--- DATA FOR PROCESSING ---

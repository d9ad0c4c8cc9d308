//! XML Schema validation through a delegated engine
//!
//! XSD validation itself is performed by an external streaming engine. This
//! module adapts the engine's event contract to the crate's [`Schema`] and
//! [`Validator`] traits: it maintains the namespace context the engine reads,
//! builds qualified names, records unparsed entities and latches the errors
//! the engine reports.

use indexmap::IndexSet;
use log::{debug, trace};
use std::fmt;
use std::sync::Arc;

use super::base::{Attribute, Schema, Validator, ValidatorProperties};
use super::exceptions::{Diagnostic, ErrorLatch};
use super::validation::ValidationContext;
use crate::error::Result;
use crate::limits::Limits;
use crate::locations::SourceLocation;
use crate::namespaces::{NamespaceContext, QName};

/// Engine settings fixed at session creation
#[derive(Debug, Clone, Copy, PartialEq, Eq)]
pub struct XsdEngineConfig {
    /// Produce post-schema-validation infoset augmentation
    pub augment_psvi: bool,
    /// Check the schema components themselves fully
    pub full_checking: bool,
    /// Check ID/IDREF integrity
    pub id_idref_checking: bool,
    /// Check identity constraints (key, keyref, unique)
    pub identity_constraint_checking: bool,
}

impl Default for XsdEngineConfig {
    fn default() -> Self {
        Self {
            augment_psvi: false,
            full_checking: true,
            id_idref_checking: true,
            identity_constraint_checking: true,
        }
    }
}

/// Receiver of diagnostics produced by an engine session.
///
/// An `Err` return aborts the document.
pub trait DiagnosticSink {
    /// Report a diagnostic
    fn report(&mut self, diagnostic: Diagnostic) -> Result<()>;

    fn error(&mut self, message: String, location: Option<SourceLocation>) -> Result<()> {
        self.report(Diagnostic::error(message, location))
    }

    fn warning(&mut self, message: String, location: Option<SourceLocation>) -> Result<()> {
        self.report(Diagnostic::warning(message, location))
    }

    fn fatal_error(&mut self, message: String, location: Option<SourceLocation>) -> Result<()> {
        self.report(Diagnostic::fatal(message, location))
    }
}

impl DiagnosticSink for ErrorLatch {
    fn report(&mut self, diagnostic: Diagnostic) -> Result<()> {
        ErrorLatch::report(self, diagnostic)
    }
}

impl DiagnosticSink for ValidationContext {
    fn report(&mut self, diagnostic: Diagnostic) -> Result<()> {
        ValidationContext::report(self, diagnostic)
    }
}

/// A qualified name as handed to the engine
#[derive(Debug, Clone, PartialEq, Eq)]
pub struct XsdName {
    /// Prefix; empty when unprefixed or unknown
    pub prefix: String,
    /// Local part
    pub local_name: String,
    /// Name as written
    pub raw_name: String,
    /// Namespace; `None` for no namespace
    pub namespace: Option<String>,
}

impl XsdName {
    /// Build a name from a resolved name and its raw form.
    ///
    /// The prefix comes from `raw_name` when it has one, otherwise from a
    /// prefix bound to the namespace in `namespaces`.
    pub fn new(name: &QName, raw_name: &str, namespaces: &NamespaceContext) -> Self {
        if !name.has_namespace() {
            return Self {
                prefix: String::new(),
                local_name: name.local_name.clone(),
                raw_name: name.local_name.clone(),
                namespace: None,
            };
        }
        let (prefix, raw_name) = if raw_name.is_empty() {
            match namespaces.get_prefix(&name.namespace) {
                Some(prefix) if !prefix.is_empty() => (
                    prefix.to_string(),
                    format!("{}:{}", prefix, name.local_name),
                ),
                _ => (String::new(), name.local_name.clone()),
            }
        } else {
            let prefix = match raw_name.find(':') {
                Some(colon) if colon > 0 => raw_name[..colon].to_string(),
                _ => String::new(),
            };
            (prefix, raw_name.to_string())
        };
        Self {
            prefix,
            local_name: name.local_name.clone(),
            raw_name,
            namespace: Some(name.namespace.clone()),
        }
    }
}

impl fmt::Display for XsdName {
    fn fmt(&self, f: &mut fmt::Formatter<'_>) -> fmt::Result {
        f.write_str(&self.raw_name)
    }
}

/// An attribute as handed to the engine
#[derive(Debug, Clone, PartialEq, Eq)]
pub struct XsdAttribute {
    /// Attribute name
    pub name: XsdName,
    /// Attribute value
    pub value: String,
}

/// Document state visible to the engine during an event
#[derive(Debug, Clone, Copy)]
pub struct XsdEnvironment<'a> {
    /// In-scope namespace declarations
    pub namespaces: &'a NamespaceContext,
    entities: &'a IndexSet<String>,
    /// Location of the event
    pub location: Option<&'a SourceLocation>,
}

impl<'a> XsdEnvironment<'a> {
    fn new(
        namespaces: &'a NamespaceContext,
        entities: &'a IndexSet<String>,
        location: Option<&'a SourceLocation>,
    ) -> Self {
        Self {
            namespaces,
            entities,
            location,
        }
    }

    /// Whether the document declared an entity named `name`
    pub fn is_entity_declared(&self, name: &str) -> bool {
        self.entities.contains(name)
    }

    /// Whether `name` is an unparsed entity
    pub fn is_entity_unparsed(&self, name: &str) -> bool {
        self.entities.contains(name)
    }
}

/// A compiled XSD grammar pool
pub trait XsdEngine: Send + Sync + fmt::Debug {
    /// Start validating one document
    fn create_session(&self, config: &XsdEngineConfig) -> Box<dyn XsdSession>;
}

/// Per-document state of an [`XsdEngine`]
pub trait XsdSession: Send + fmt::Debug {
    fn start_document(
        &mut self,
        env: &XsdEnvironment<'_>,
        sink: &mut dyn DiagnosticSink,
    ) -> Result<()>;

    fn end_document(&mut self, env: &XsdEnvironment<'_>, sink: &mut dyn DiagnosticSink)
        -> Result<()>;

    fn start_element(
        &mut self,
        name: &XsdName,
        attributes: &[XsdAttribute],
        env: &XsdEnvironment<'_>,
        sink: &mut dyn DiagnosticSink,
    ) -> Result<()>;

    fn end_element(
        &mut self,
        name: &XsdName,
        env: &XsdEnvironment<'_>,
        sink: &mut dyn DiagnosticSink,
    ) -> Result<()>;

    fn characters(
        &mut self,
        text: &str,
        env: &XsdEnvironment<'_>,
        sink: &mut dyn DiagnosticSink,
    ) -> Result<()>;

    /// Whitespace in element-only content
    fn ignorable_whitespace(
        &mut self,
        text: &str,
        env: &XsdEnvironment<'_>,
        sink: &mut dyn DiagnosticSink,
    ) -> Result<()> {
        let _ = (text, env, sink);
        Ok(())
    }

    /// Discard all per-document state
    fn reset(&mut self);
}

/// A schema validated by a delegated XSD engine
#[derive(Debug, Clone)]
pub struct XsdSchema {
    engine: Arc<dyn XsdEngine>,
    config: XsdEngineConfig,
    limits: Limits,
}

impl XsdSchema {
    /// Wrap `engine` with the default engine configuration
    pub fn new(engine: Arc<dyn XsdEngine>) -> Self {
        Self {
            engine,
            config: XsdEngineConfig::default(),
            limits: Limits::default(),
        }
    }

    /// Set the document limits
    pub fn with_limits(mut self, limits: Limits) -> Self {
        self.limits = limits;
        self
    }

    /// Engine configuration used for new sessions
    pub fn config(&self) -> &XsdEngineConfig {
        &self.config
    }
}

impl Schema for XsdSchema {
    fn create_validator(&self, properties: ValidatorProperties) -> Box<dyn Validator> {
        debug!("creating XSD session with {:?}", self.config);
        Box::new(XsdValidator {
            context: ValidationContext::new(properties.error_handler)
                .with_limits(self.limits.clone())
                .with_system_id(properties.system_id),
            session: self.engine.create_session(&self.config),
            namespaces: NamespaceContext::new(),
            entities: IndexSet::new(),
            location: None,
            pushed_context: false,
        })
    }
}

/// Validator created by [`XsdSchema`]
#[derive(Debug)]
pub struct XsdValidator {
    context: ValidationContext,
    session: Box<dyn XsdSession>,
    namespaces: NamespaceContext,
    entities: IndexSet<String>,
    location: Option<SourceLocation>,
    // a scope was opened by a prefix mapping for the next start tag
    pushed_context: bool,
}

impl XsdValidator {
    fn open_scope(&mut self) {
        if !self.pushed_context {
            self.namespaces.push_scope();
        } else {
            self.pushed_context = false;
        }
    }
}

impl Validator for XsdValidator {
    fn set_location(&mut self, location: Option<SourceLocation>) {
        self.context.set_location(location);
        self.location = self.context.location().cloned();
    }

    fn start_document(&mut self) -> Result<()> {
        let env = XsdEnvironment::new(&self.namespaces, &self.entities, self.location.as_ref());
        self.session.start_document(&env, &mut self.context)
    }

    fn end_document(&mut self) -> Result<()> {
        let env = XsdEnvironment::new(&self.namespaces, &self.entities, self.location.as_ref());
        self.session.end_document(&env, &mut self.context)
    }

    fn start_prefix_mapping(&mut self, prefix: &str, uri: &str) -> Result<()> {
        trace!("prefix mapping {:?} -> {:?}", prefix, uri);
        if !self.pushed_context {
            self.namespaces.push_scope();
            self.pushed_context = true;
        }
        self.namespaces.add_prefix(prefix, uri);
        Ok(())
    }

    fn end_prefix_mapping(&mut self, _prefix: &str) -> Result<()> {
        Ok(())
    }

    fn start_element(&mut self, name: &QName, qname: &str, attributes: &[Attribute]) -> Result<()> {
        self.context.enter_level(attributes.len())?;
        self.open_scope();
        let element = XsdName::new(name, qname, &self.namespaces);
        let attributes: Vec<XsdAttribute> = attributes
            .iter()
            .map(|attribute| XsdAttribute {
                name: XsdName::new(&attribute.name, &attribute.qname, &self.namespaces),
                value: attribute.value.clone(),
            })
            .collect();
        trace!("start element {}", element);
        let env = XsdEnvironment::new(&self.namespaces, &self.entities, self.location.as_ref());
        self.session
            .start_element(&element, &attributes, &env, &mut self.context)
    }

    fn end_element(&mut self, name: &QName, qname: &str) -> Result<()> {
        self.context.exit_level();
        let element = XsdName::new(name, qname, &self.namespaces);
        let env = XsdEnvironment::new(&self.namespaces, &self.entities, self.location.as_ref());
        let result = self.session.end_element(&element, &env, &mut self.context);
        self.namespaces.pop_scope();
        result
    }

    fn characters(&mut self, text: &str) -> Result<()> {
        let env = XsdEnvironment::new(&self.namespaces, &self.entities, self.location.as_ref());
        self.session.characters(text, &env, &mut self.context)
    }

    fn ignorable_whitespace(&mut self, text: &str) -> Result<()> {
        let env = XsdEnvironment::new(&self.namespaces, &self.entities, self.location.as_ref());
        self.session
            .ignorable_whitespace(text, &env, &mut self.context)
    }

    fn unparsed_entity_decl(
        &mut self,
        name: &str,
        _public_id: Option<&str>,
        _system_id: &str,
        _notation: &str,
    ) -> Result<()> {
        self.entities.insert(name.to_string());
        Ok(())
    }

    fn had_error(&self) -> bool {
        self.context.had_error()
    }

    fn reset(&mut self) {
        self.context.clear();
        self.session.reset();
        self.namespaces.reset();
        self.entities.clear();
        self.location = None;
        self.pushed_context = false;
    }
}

---

■ PROBLEM DESCRIPTION: Within the material above, transcribe exactly the lines that run from the line holding "use crate::limits::Limits;" through the line holding "post-schema-validation infoset augmentation".

■ ANSWER SPACE:
use crate::limits::Limits;
use crate::locations::SourceLocation;
use crate::namespaces::{NamespaceContext, QName};

/// Engine settings fixed at session creation
#[derive(Debug, Clone, Copy, PartialEq, Eq)]
pub struct XsdEngineConfig {
    /// Produce post-schema-validation infoset augmentation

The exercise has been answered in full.